MATERIAL FOR THE TASK:
use crate::{
    latex_lexer::tokenize,
    latex_parser::Parser,
    latex_tree::{
        find_vacancy, Atom, AtomKind, ColumnIndex, Mode, Path, PathSegment, Relation, RowIndex,
        Sequence, SymbolClass, Vacancy,
    },
};

use super::{parent_at_mut, root_path, sequence_at_mut, Direction, Listener, MathField};

/// What happens to the current selection before inserting.
#[derive(Debug, Clone, Copy, PartialEq, Eq, Default)]
pub enum InsertionMode {
    #[default]
    ReplaceSelection,
    ReplaceAll,
    InsertBefore,
    InsertAfter,
}

/// Where the selection goes after inserting.
#[derive(Debug, Clone, Copy, PartialEq, Eq, Default)]
pub enum SelectionMode {
    /// The first placeholder or empty relation in the inserted content,
    /// else right after it.
    #[default]
    Placeholder,
    After,
    Before,
    /// Select the inserted atoms.
    Item,
}

#[derive(Debug, Clone, Copy, PartialEq, Eq, Default)]
pub struct InsertOptions {
    pub insertion_mode: InsertionMode,
    pub selection_mode: SelectionMode,
    /// Parse in this mode instead of the mode at the caret.
    pub mode: Option<Mode>,
}

/// Path to a vacancy found in the atoms starting at offset `base` of the
/// siblings addressed by `path`.
fn vacancy_path(path: &[PathSegment], base: usize, vacancy: Vacancy) -> Path {
    let mut path = path.to_vec();
    let mut shift = base;
    for (index, relation) in vacancy.descent {
        if let Some(last) = path.last_mut() {
            last.offset = index + shift;
        }
        shift = 0;
        path.push(PathSegment::new(relation, 0));
    }
    if let (Some(last), Some(placeholder)) = (path.last_mut(), vacancy.placeholder) {
        last.offset = placeholder + shift;
    }
    path
}

fn is_fence(atom: &Atom, class: SymbolClass, value: &str) -> bool {
    atom.kind == AtomKind::Symbol(class) && atom.value() == value
}

/// Drops a pair of parentheses wrapping the whole sequence.
fn strip_parentheses(sequence: &mut Sequence) {
    let content = sequence.content();
    let [open, .., close] = content else {
        return;
    };
    if !is_fence(open, SymbolClass::Open, "(")
        || !is_fence(close, SymbolClass::Close, ")")
        || close.superscript.is_some()
        || close.subscript.is_some()
    {
        return;
    }
    let mut depth = 0isize;
    for (i, atom) in content.iter().enumerate() {
        if is_fence(atom, SymbolClass::Open, "(") {
            depth += 1;
        } else if is_fence(atom, SymbolClass::Close, ")") {
            depth -= 1;
        }
        if depth == 0 && i + 1 < content.len() {
            return;
        }
    }
    let end = sequence.len() - 1;
    sequence.remove(end);
    sequence.remove(1);
}

impl<L: Listener> MathField<L> {
    /// Parses `content` and inserts it at the selection. `#0` in `content`
    /// stands for the LaTeX of the selection being replaced. Returns whether
    /// any atoms were inserted.
    pub fn insert(&mut self, content: &str, options: InsertOptions) -> bool {
        self.mutate(|field| field.insert_content(content, options))
    }

    fn insert_content(&mut self, content: &str, options: InsertOptions) -> bool {
        let selection = self.selection_latex();
        match options.insertion_mode {
            InsertionMode::ReplaceSelection => {
                self.remove_selection();
            }
            InsertionMode::ReplaceAll => {
                if let Some(children) = self.root.branch_mut(Relation::Children) {
                    children.take_content();
                }
                self.select(root_path(0), 0);
            }
            InsertionMode::InsertBefore => {
                self.collapse(Direction::Backward);
            }
            InsertionMode::InsertAfter => {
                self.collapse(Direction::Forward);
            }
        }
        self.remove_stray_placeholder();

        let mode = options.mode.unwrap_or_else(|| self.mode());
        let tokens = tokenize(content);
        let (mut atoms, errors) = Parser::new(&tokens, mode, &self.registry, &self.macros)
            .with_args(&[selection])
            .with_max_iterations(self.config.max_parse_iterations)
            .finish();
        for error in &errors {
            log::debug!("while inserting {content:?}: {error}");
        }
        if self.config.remove_extraneous_parentheses {
            for atom in &mut atoms {
                if let AtomKind::Fraction {
                    numerator,
                    denominator,
                    ..
                } = &mut atom.kind
                {
                    strip_parentheses(numerator);
                    strip_parentheses(denominator);
                }
            }
        }

        let offset = self.anchor_offset();
        let count = self.siblings_mut().insert_all(offset + 1, atoms);
        match options.selection_mode {
            SelectionMode::Placeholder => {
                let inserted = &self.siblings()[offset + 1..offset + 1 + count];
                match find_vacancy(inserted) {
                    Some(vacancy) => {
                        let path = vacancy_path(&self.path, offset + 1, vacancy);
                        self.set_path(path, None);
                    }
                    None => self.collapse_to(offset + count),
                }
            }
            SelectionMode::After => self.collapse_to(offset + count),
            SelectionMode::Before => self.collapse_to(offset),
            SelectionMode::Item => {
                let path = self.path.clone();
                self.select(path, count as isize);
            }
        }
        count > 0
    }

    fn remove_selection(&mut self) -> bool {
        if self.is_collapsed() {
            return false;
        }
        let (start, end) = (self.start_offset(), self.end_offset());
        self.siblings_mut().remove_range(start + 1, end + 1);
        self.collapse_to(start);
        true
    }

    /// A placeholder next to the caret is waiting for exactly this input.
    fn remove_stray_placeholder(&mut self) {
        let offset = self.anchor_offset();
        if self.anchor().is_placeholder() {
            self.siblings_mut().remove(offset);
            self.collapse_to(offset - 1);
        } else if self
            .siblings()
            .get(offset + 1)
            .is_some_and(Atom::is_placeholder)
        {
            self.siblings_mut().remove(offset + 1);
        }
    }

    /// Deletes the selected atoms, or one atom in `direction` from the
    /// caret. At the edge of a relation the owning atom is taken apart
    /// instead. Returns `false` when nothing changed.
    pub fn delete(&mut self, direction: Direction) -> bool {
        self.mutate(|field| {
            if field.remove_selection() {
                return true;
            }
            let offset = field.anchor_offset();
            match direction {
                Direction::Forward if offset + 1 < field.siblings().len() => {
                    field.siblings_mut().remove(offset + 1);
                    true
                }
                Direction::Backward if offset > 0 => {
                    field.siblings_mut().remove(offset);
                    field.collapse_to(offset - 1);
                    true
                }
                _ => field.delete_at_boundary(direction),
            }
        })
    }

    /// Replaces the atom at `index` of the siblings at `outer` by `atoms`.
    fn splice_parent(&mut self, outer: &[PathSegment], index: usize, atoms: Vec<Atom>) {
        if let Some(siblings) = sequence_at_mut(&mut self.root, outer) {
            siblings.replace(index, atoms);
        }
    }

    fn delete_at_boundary(&mut self, direction: Direction) -> bool {
        let n = self.path.len();
        if n == 1 {
            return false;
        }
        let relation = self.relation();
        let outer = self.path[..n - 1].to_vec();
        let index = outer[n - 2].offset;
        let at = |offset: usize| {
            let mut path = outer.clone();
            path[n - 2].offset = offset;
            path
        };
        let Some(parent) = parent_at_mut(&mut self.root, &outer) else {
            return false;
        };
        log::trace!("deleting {direction} out of {relation}");

        match relation {
            Relation::Superscript | Relation::Subscript => {
                let content = parent
                    .remove_branch(relation)
                    .map(|mut script| script.take_content())
                    .unwrap_or_default();
                let count = content.len();
                let carrier = parent.kind == AtomKind::SupSub
                    && parent.superscript.is_none()
                    && parent.subscript.is_none();
                let first = if carrier { index } else { index + 1 };
                if carrier {
                    self.splice_parent(&outer, index, content);
                } else if let Some(siblings) = sequence_at_mut(&mut self.root, &outer) {
                    siblings.insert_all(first, content);
                }
                let offset = match direction {
                    Direction::Backward => first - 1,
                    Direction::Forward => first - 1 + count,
                };
                self.select(at(offset), 0);
            }
            Relation::Numerator | Relation::Denominator => {
                let AtomKind::Fraction {
                    numerator,
                    denominator,
                    ..
                } = &mut parent.kind
                else {
                    return false;
                };
                let mut atoms = numerator.take_content();
                let split = atoms.len();
                atoms.extend(denominator.take_content());
                let count = atoms.len();
                self.splice_parent(&outer, index, atoms);
                let offset = match (relation, direction) {
                    (Relation::Numerator, Direction::Backward) => index - 1,
                    (Relation::Denominator, Direction::Forward) => index - 1 + count,
                    _ => index - 1 + split,
                };
                self.select(at(offset), 0);
            }
            Relation::Body | Relation::Children => {
                let atoms = parent
                    .branch_mut(relation)
                    .map(Sequence::take_content)
                    .unwrap_or_default();
                let count = atoms.len();
                self.splice_parent(&outer, index, atoms);
                let offset = match direction {
                    Direction::Backward => index - 1,
                    Direction::Forward => index - 1 + count,
                };
                self.select(at(offset), 0);
            }
            Relation::Index => {
                let empty = parent
                    .branch(Relation::Index)
                    .is_some_and(|index| !index.has_content());
                if empty {
                    parent.remove_branch(Relation::Index);
                }
                let mut body = outer.clone();
                body.push(PathSegment::new(Relation::Body, 0));
                match direction {
                    Direction::Backward if !empty => self.select(at(index - 1), 0),
                    _ => self.select(body, 0),
                }
            }
            Relation::Cell(..) => {
                let cells: Vec<Relation> = parent
                    .navigable_relations()
                    .into_iter()
                    .filter(|r| matches!(r, Relation::Cell(..)))
                    .collect();
                let position = cells.iter().position(|&cell| cell == relation);
                let target = match direction {
                    Direction::Forward => position.and_then(|p| cells.get(p + 1)),
                    Direction::Backward => position
                        .and_then(|p| p.checked_sub(1))
                        .and_then(|p| cells.get(p)),
                };
                let target = target.and_then(|&cell| Some((cell, parent.branch(cell)?.len())));
                match (target, direction) {
                    (Some((cell, len)), _) => {
                        let mut path = outer.clone();
                        let offset = match direction {
                            Direction::Forward => 0,
                            Direction::Backward => len - 1,
                        };
                        path.push(PathSegment::new(cell, offset));
                        self.select(path, 0);
                    }
                    (None, Direction::Forward) => self.select(at(index), 0),
                    (None, Direction::Backward) => self.select(at(index - 1), 0),
                }
            }
        }
        true
    }

    /// Empties the field.
    pub fn delete_all(&mut self) -> bool {
        self.mutate(|field| {
            let removed = field
                .root
                .branch_mut(Relation::Children)
                .map(|children| children.take_content())
                .unwrap_or_default();
            field.select(root_path(0), 0);
            !removed.is_empty()
        })
    }

    /// The innermost array cell around the caret, as the depth of its path
    /// segment.
    fn enclosing_cell(&self) -> Option<(usize, RowIndex, ColumnIndex)> {
        self.path
            .iter()
            .enumerate()
            .rev()
            .find_map(|(depth, segment)| match segment.relation {
                Relation::Cell(row, column) => Some((depth, row, column)),
                _ => None,
            })
    }

    pub fn add_row_after(&mut self) -> bool {
        self.add_row(1)
    }

    pub fn add_row_before(&mut self) -> bool {
        self.add_row(0)
    }

    pub fn add_column_after(&mut self) -> bool {
        self.add_column(1)
    }

    pub fn add_column_before(&mut self) -> bool {
        self.add_column(0)
    }

    fn add_row(&mut self, shift: usize) -> bool {
        let Some((depth, row, column)) = self.enclosing_cell() else {
            return false;
        };
        let row = RowIndex::from(usize::from(row) + shift);
        self.mutate(|field| {
            let Some(AtomKind::Array(array)) =
                parent_at_mut(&mut field.root, &field.path[..depth]).map(|atom| &mut atom.kind)
            else {
                return false;
            };
            array.insert_row(row);
            let mut path = field.path[..depth].to_vec();
            path.push(PathSegment::new(Relation::Cell(row, column), 0));
            field.select(path, 0);
            true
        })
    }

    fn add_column(&mut self, shift: usize) -> bool {
        let Some((depth, row, column)) = self.enclosing_cell() else {
            return false;
        };
        let column = ColumnIndex::from(usize::from(column) + shift);
        self.mutate(|field| {
            let Some(AtomKind::Array(array)) =
                parent_at_mut(&mut field.root, &field.path[..depth]).map(|atom| &mut atom.kind)
            else {
                return false;
            };
            array.insert_column(column);
            let mut path = field.path[..depth].to_vec();
            path.push(PathSegment::new(Relation::Cell(row, column), 0));
            field.select(path, 0);
            true
        })
    }
}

WORK TO COMPLETE: Look above and repeat, character for character, the lines from the first one to the line with "goes after inserting.", counting both.

ANSWER AREA:
use crate::{
    latex_lexer::tokenize,
    latex_parser::Parser,
    latex_tree::{
        find_vacancy, Atom, AtomKind, ColumnIndex, Mode, Path, PathSegment, Relation, RowIndex,
        Sequence, SymbolClass, Vacancy,
    },
};

use super::{parent_at_mut, root_path, sequence_at_mut, Direction, Listener, MathField};

/// What happens to the current selection before inserting.
#[derive(Debug, Clone, Copy, PartialEq, Eq, Default)]
pub enum InsertionMode {
    #[default]
    ReplaceSelection,
    ReplaceAll,
    InsertBefore,
    InsertAfter,
}

/// Where the selection goes after inserting.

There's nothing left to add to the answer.